L’UPC2025 se positionne pour les scrutins de 2026 au Cameroun

La coalition politique Union pour le changement 2025 (UPC2025) a dévoilé sa stratégie électorale en vue des prochaines consultations nationales. À la différence de certaines formations de l’opposition, cette plateforme, qui rassemble une soixantaine de partis et d’associations, a annoncé qu’elle ne boycotterait pas les élections législatives et municipales prévues en 2026.
Une ambition parlementaire affichée
L’objectif principal de l’UPC2025 est de remporter une majorité qualifiée à l’Assemblée nationale. La coalition vise plus précisément une majorité des deux tiers, ce qui lui permettrait, selon ses statuts, de conduire des réformes institutionnelles majeures. L’hémicycle camerounais compte actuellement 180 sièges, dominé par le Rassemblement démocratique du peuple camerounais (RDPC) au pouvoir.
Pour atteindre cet objectif, la coalition prévoit de présenter des candidats dans l’ensemble des 360 communes du pays pour les municipales et dans les 58 départements pour les législatives.
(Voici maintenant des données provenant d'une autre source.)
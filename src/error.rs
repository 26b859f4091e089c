use actix_web::{HttpResponse, ResponseError};
use serde::{Deserialize, Serialize};
use utoipa::ToSchema;

use crate::repo::RepoError;
use crate::storage::BlobStoreError;

#[derive(Debug, Clone, PartialEq, Eq, Serialize, Deserialize, ToSchema)]
pub struct FieldError {
    pub field: String,
    pub message: String,
}

impl FieldError {
    pub fn new(field: impl Into<String>, message: impl Into<String>) -> Self {
        Self { field: field.into(), message: message.into() }
    }
}

#[derive(Debug, Serialize, Deserialize, ToSchema)]
pub struct ApiErrorBody {
    pub error: String,
    pub message: String,
    #[serde(default, skip_serializing_if = "Vec::is_empty")]
    pub errors: Vec<FieldError>,
}

#[derive(thiserror::Error, Debug)]
pub enum ApiError {
    #[error("{message}")]
    Validation { message: String, errors: Vec<FieldError> },
    #[error("authentication required")] Unauthorized,
    #[error("invalid credentials")] InvalidCredentials,
    #[error("admin role required")] Forbidden,
    #[error("not found")] NotFound,
    #[error("too many requests")] RateLimited,
    #[error("store unavailable")] StoreUnavailable,
    #[error("internal error")] Internal,
}

impl ApiError {
    pub fn validation(message: impl Into<String>, errors: Vec<FieldError>) -> Self {
        ApiError::Validation { message: message.into(), errors }
    }

    pub fn field(field: &str, message: impl Into<String>) -> Self {
        let message = message.into();
        ApiError::Validation {
            message: format!("Invalid {field}"),
            errors: vec![FieldError::new(field, message)],
        }
    }

    fn code(&self) -> &'static str {
        match self {
            ApiError::Validation { .. } => "validation_failed",
            ApiError::Unauthorized | ApiError::InvalidCredentials => "unauthorized",
            ApiError::Forbidden => "forbidden",
            ApiError::NotFound => "not_found",
            ApiError::RateLimited => "rate_limited",
            ApiError::StoreUnavailable => "store_unavailable",
            ApiError::Internal => "internal",
        }
    }
}

impl From<RepoError> for ApiError {
    fn from(e: RepoError) -> Self {
        match e {
            RepoError::NotFound => ApiError::NotFound,
            // Callers that expect a specific conflict translate it themselves.
            RepoError::Conflict(what) => ApiError::field(&what, "already exists"),
            RepoError::Unavailable(detail) => {
                tracing::error!(%detail, "store unavailable");
                ApiError::StoreUnavailable
            }
            RepoError::Internal(detail) => {
                tracing::error!(%detail, "store error");
                ApiError::Internal
            }
        }
    }
}

impl From<validator::ValidationErrors> for ApiError {
    fn from(errs: validator::ValidationErrors) -> Self {
        let mut errors: Vec<FieldError> = errs
            .field_errors()
            .into_iter()
            .flat_map(|(field, list)| {
                list.iter().map(move |e| {
                    let message = e
                        .message
                        .as_ref()
                        .map(|m| m.to_string())
                        .unwrap_or_else(|| e.code.to_string());
                    FieldError::new(camel_case(field.as_ref()), message)
                })
            })
            .collect();
        errors.sort_by(|a, b| a.field.cmp(&b.field));
        ApiError::validation("Invalid request data", errors)
    }
}

impl From<BlobStoreError> for ApiError {
    fn from(e: BlobStoreError) -> Self {
        match e {
            BlobStoreError::NotFound => ApiError::NotFound,
            BlobStoreError::Other(detail) => {
                tracing::error!(%detail, "blob store error");
                ApiError::Internal
            }
        }
    }
}

/// Field names in error bodies follow the JSON casing of the request bodies.
fn camel_case(field: &str) -> String {
    let mut out = String::with_capacity(field.len());
    let mut upper = false;
    for c in field.chars() {
        if c == '_' {
            upper = true;
        } else if upper {
            out.extend(c.to_uppercase());
            upper = false;
        } else {
            out.push(c);
        }
    }
    out
}

impl ResponseError for ApiError {
    fn status_code(&self) -> actix_web::http::StatusCode {
        use actix_web::http::StatusCode;
        match self {
            ApiError::Validation { .. } => StatusCode::BAD_REQUEST,
            ApiError::Unauthorized | ApiError::InvalidCredentials => StatusCode::UNAUTHORIZED,
            ApiError::Forbidden => StatusCode::FORBIDDEN,
            ApiError::NotFound => StatusCode::NOT_FOUND,
            ApiError::RateLimited => StatusCode::TOO_MANY_REQUESTS,
            ApiError::StoreUnavailable | ApiError::Internal => StatusCode::INTERNAL_SERVER_ERROR,
        }
    }

    fn error_response(&self) -> HttpResponse {
        let errors = match self {
            ApiError::Validation { errors, .. } => errors.clone(),
            _ => Vec::new(),
        };
        HttpResponse::build(self.status_code()).json(ApiErrorBody {
            error: self.code().to_string(),
            message: self.to_string(),
            errors,
        })
    }
}

#[cfg(test)]
mod tests {
    use super::*;
    use validator::Validate;

    #[derive(Validate)]
    struct Probe {
        #[validate(length(min = 1, message = "required"))]
        reporter_name: String,
    }

    #[test]
    fn validation_errors_use_camel_case_fields() {
        let err: ApiError = Probe { reporter_name: String::new() }.validate().unwrap_err().into();
        match err {
            ApiError::Validation { errors, .. } => {
                assert_eq!(errors, vec![FieldError::new("reporterName", "required")]);
            }
            other => panic!("unexpected {other:?}"),
        }
    }

    #[test]
    fn status_codes_follow_taxonomy() {
        use actix_web::http::StatusCode;
        assert_eq!(ApiError::field("status", "bad").status_code(), StatusCode::BAD_REQUEST);
        assert_eq!(ApiError::Unauthorized.status_code(), StatusCode::UNAUTHORIZED);
        assert_eq!(ApiError::NotFound.status_code(), StatusCode::NOT_FOUND);
        assert_eq!(ApiError::StoreUnavailable.status_code(), StatusCode::INTERNAL_SERVER_ERROR);
        let e: ApiError = RepoError::Unavailable("pool timed out".into()).into();
        assert!(matches!(e, ApiError::StoreUnavailable));
    }
}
Elle entend constituer des listes consensuelles, ouvertes non seulement à ses membres mais aussi à des personnalités de la société civile et à des militants d’autres partis politiques. La seule condition exigée est l’adhésion au Programme de transition et de refondation porté par la coalition.
Un contexte politique fragmenté
Cette annonce intervient dans un paysage politique où les appels à l’unité de l’opposition coexistent avec des divisions persistantes. L’UPC2025 rejoint ainsi d’autres formations, comme le parti Les Libérateurs, dans une démarche de mobilisation en vue des scrutins. Toutefois, la coalition devra composer avec la décision du Front social national camerounais (FSNC), dont elle avait soutenu le candidat à la dernière présidentielle, de boycotter ces mêmes élections.
La plateforme fonde sa dynamique sur le résultat de l’élection présidentielle d’octobre dernier, au cours de laquelle elle estime que son candidat consensuel, Issa Tchiroma Bakary, l’a emporté. Elle présente donc sa participation aux prochaines élections comme une continuation de la lutte pour la « récupération » de ce qu’elle considère comme une victoire.
La concrétisation de cette stratégie dépendra de la capacité de la coalition à fédérer au-delà de ses rangs et à présenter un front uni, dans un environnement où les forces d’opposition ont historiquement eu des difficultés à coordonner leurs efforts lors des rendez-vous électoraux. La date exacte des scrutins reste à préciser, dans l’attente de la convocation officielle du corps électoral par les autorités.